-- Data for processing --
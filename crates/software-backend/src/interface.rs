//! Shader interface checks for [`SoftwareGpu`](crate::SoftwareGpu).
//!
//! Sources are not executed. Compiling scans the global declarations and
//! the names used inside function bodies; linking matches varyings and
//! assigns attribute and uniform locations in declaration order. Logs use
//! the `ERROR: 0:<line>: ` prefix GLES drivers print.

use duocam_codec_core::ShaderStage;

const EXTERNAL_IMAGE_EXTENSION: &str = "GL_OES_EGL_image_external";

const TYPES: &[&str] = &[
    "void", "bool", "int", "float", "vec2", "vec3", "vec4", "mat2", "mat3", "mat4",
    "sampler2D", "samplerExternalOES",
];

const BUILTINS: &[&str] = &[
    "gl_Position", "gl_FragColor", "gl_FragCoord", "texture2D", "mix", "clamp", "min", "max",
    "abs", "dot", "fract", "floor", "return", "if", "else", "for", "true", "false",
];

const PRECISIONS: &[&str] = &["lowp", "mediump", "highp"];

#[derive(Debug, Clone, Copy, PartialEq, Eq)]
pub enum UniformType {
    Float,
    Int,
    Sampler2D,
    SamplerExternal,
    Other,
}

impl UniformType {
    fn from_name(name: &str) -> Self {
        match name {
            "float" => Self::Float,
            "int" | "bool" => Self::Int,
            "sampler2D" => Self::Sampler2D,
            "samplerExternalOES" => Self::SamplerExternal,
            _ => Self::Other,
        }
    }

    pub fn is_sampler(self) -> bool {
        matches!(self, Self::Sampler2D | Self::SamplerExternal)
    }
}

/// Globals one compiled shader declares.
#[derive(Debug, Clone, Default)]
pub struct ShaderInterface {
    pub attributes: Vec<String>,
    pub uniforms: Vec<(String, UniformType)>,
    pub varyings: Vec<String>,
}

/// Locations of a linked vertex/fragment pair.
#[derive(Debug, Clone, Default)]
pub struct ProgramInterface {
    pub attributes: Vec<String>,
    pub uniforms: Vec<(String, UniformType)>,
}

impl ProgramInterface {
    pub fn attrib_location(&self, name: &str) -> Option<u32> {
        self.attributes.iter().position(|a| a == name).map(|i| i as u32)
    }

    pub fn uniform_location(&self, name: &str) -> Option<u32> {
        self.uniforms.iter().position(|(u, _)| u == name).map(|i| i as u32)
    }

    pub fn uniform_type(&self, location: u32) -> Option<UniformType> {
        self.uniforms.get(location as usize).map(|(_, ty)| *ty)
    }
}

fn error(line: usize, token: &str, message: &str) -> String {
    format!("ERROR: 0:{line}: '{token}' : {message}\n")
}

fn identifiers(code: &str) -> impl Iterator<Item = (bool, &str)> {
    let mut rest = code;
    std::iter::from_fn(move || {
        let start = rest.find(|c: char| c.is_ascii_alphabetic() || c == '_')?;
        let after_dot = rest[..start].trim_end().ends_with('.');
        let tail = &rest[start..];
        let len = tail
            .find(|c: char| !(c.is_ascii_alphanumeric() || c == '_'))
            .unwrap_or(tail.len());
        rest = &tail[len..];
        Some((after_dot, &tail[..len]))
    })
}

pub fn compile(stage: ShaderStage, source: &str) -> Result<ShaderInterface, String> {
    let mut interface = ShaderInterface::default();
    let mut external_enabled = false;
    let mut depth = 0usize;
    let mut locals: Vec<String> = Vec::new();
    let mut has_main = false;

    for (index, raw) in source.lines().enumerate() {
        let line_no = index + 1;
        let line = raw.split("//").next().unwrap_or("").trim();
        if line.is_empty() {
            continue;
        }

        if depth == 0 {
            if let Some(directive) = line.strip_prefix('#') {
                if directive.trim_start().starts_with("extension")
                    && directive.contains(EXTERNAL_IMAGE_EXTENSION)
                {
                    external_enabled = true;
                }
                continue;
            }
            if line.starts_with("precision ") {
                continue;
            }
            if line.starts_with("void main") {
                has_main = true;
                locals.clear();
            } else {
                declare(stage, line, line_no, external_enabled, &mut interface)?;
                continue;
            }
        }

        let mut previous_was_type = false;
        for (after_dot, name) in identifiers(line) {
            if after_dot {
                previous_was_type = false;
                continue;
            }
            if previous_was_type && !TYPES.contains(&name) && name != "main" {
                locals.push(name.to_string());
            } else if !known(name, &interface, &locals) {
                return Err(error(line_no, name, "undeclared identifier"));
            }
            previous_was_type = TYPES.contains(&name);
        }

        for c in line.chars() {
            match c {
                '{' => depth += 1,
                '}' => {
                    depth = depth
                        .checked_sub(1)
                        .ok_or_else(|| error(line_no, "}", "syntax error"))?;
                }
                _ => {}
            }
        }
    }

    if depth != 0 {
        return Err(error(source.lines().count(), "", "syntax error: unexpected end of file"));
    }
    if !has_main {
        return Err("ERROR: 0:0: '' : Missing main()\n".to_string());
    }
    Ok(interface)
}

fn known(name: &str, interface: &ShaderInterface, locals: &[String]) -> bool {
    name == "main"
        || TYPES.contains(&name)
        || PRECISIONS.contains(&name)
        || BUILTINS.contains(&name)
        || interface.attributes.iter().any(|a| a == name)
        || interface.varyings.iter().any(|v| v == name)
        || interface.uniforms.iter().any(|(u, _)| u == name)
        || locals.iter().any(|l| l == name)
}

/// `attribute|uniform|varying [precision] type name;`
fn declare(
    stage: ShaderStage,
    line: &str,
    line_no: usize,
    external_enabled: bool,
    interface: &mut ShaderInterface,
) -> Result<(), String> {
    let Some(body) = line.strip_suffix(';') else {
        return Err(error(line_no, line, "syntax error"));
    };
    let tokens: Vec<&str> = body
        .split_whitespace()
        .filter(|t| !PRECISIONS.contains(t))
        .collect();
    let [qualifier, ty, name] = tokens[..] else {
        return Err(error(line_no, line, "syntax error"));
    };
    if !TYPES.contains(&ty) || ty == "void" {
        return Err(error(line_no, ty, "unknown type"));
    }
    if ty == "samplerExternalOES" && !external_enabled {
        return Err(error(
            line_no,
            ty,
            "requires extension GL_OES_EGL_image_external to be enabled",
        ));
    }
    match qualifier {
        "attribute" if stage == ShaderStage::Vertex => interface.attributes.push(name.to_string()),
        "attribute" => {
            return Err(error(line_no, "attribute", "supported in vertex shaders only"))
        }
        "varying" => interface.varyings.push(name.to_string()),
        "uniform" => interface
            .uniforms
            .push((name.to_string(), UniformType::from_name(ty))),
        other => return Err(error(line_no, other, "syntax error")),
    }
    Ok(())
}

pub fn link(vertex: &ShaderInterface, fragment: &ShaderInterface) -> Result<ProgramInterface, String> {
    let mut log = String::new();
    for varying in &fragment.varyings {
        if !vertex.varyings.contains(varying) {
            log.push_str(&format!(
                "ERROR: Varying '{varying}' is read by the fragment shader but not declared in the vertex shader.\n"
            ));
        }
    }
    let mut uniforms = vertex.uniforms.clone();
    for (name, ty) in &fragment.uniforms {
        match uniforms.iter().find(|(n, _)| n == name) {
            Some((_, existing)) if existing != ty => log.push_str(&format!(
                "ERROR: Uniform '{name}' differs in type between shader stages.\n"
            )),
            Some(_) => {}
            None => uniforms.push((name.clone(), *ty)),
        }
    }
    if !log.is_empty() {
        return Err(log);
    }
    Ok(ProgramInterface {
        attributes: vertex.attributes.clone(),
        uniforms,
    })
}

#[cfg(test)]
mod tests {
    use super::*;

    const VERTEX: &str = "attribute vec4 aPosition;
attribute vec2 aTexCoord;
varying vec2 vTexCoord;
uniform float uScaleX;
void main() {
    vec4 scaled = aPosition;
    scaled.x = aPosition.x * uScaleX;
    gl_Position = scaled;
    vTexCoord = aTexCoord;
}";

    const FRAGMENT: &str = "#extension GL_OES_EGL_image_external : require
precision mediump float;
varying vec2 vTexCoord;
uniform samplerExternalOES sTexture;
void main() {
    gl_FragColor = texture2D(sTexture, vTexCoord);
}";

    #[test]
    fn test_declarations_are_collected() {
        let vs = compile(ShaderStage::Vertex, VERTEX).unwrap();
        assert_eq!(vs.attributes, ["aPosition", "aTexCoord"]);
        assert_eq!(vs.varyings, ["vTexCoord"]);
        let fs = compile(ShaderStage::Fragment, FRAGMENT).unwrap();
        assert_eq!(fs.uniforms, [("sTexture".to_string(), UniformType::SamplerExternal)]);

        let program = link(&vs, &fs).unwrap();
        assert_eq!(program.attrib_location("aTexCoord"), Some(1));
        assert_eq!(program.uniform_location("sTexture"), Some(1));
        assert_eq!(program.uniform_type(0), Some(UniformType::Float));
    }

    #[test]
    fn test_undeclared_name_reports_line() {
        let log = compile(
            ShaderStage::Fragment,
            "precision mediump float;\nvoid main() {\n    gl_FragColor = nope;\n}\n",
        )
        .unwrap_err();
        assert_eq!(log, "ERROR: 0:3: 'nope' : undeclared identifier\n");
    }

    #[test]
    fn test_external_sampler_needs_extension() {
        let source = FRAGMENT.replacen("#extension GL_OES_EGL_image_external : require", "", 1);
        let log = compile(ShaderStage::Fragment, &source).unwrap_err();
        assert!(log.starts_with("ERROR: 0:4:"), "{log}");
    }

    #[test]
    fn test_missing_main_and_attribute_in_fragment() {
        assert!(compile(ShaderStage::Vertex, "attribute vec4 a;\n")
            .unwrap_err()
            .contains("Missing main()"));
        assert!(compile(ShaderStage::Fragment, "attribute vec4 a;\nvoid main() {}\n")
            .unwrap_err()
            .contains("vertex shaders only"));
    }

    #[test]
    fn test_unmatched_varying_fails_link() {
        let vs = compile(
            ShaderStage::Vertex,
            "attribute vec4 aPosition;\nvoid main() {\n    gl_Position = aPosition;\n}\n",
        )
        .unwrap();
        let fs = compile(ShaderStage::Fragment, FRAGMENT).unwrap();
        let log = link(&vs, &fs).unwrap_err();
        assert!(log.contains("'vTexCoord'"), "{log}");
    }
}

-- Your task --
Beginning at the first line of the data above, retype each line until you reach the line containing "matches varyings and", and include that one too. Add nothing else.

-- The completed task --
filename crates/software-backend/src/interface.rs
//! Shader interface checks for [`SoftwareGpu`](crate::SoftwareGpu).
//!
//! Sources are not executed. Compiling scans the global declarations and
//! the names used inside function bodies; linking matches varyings and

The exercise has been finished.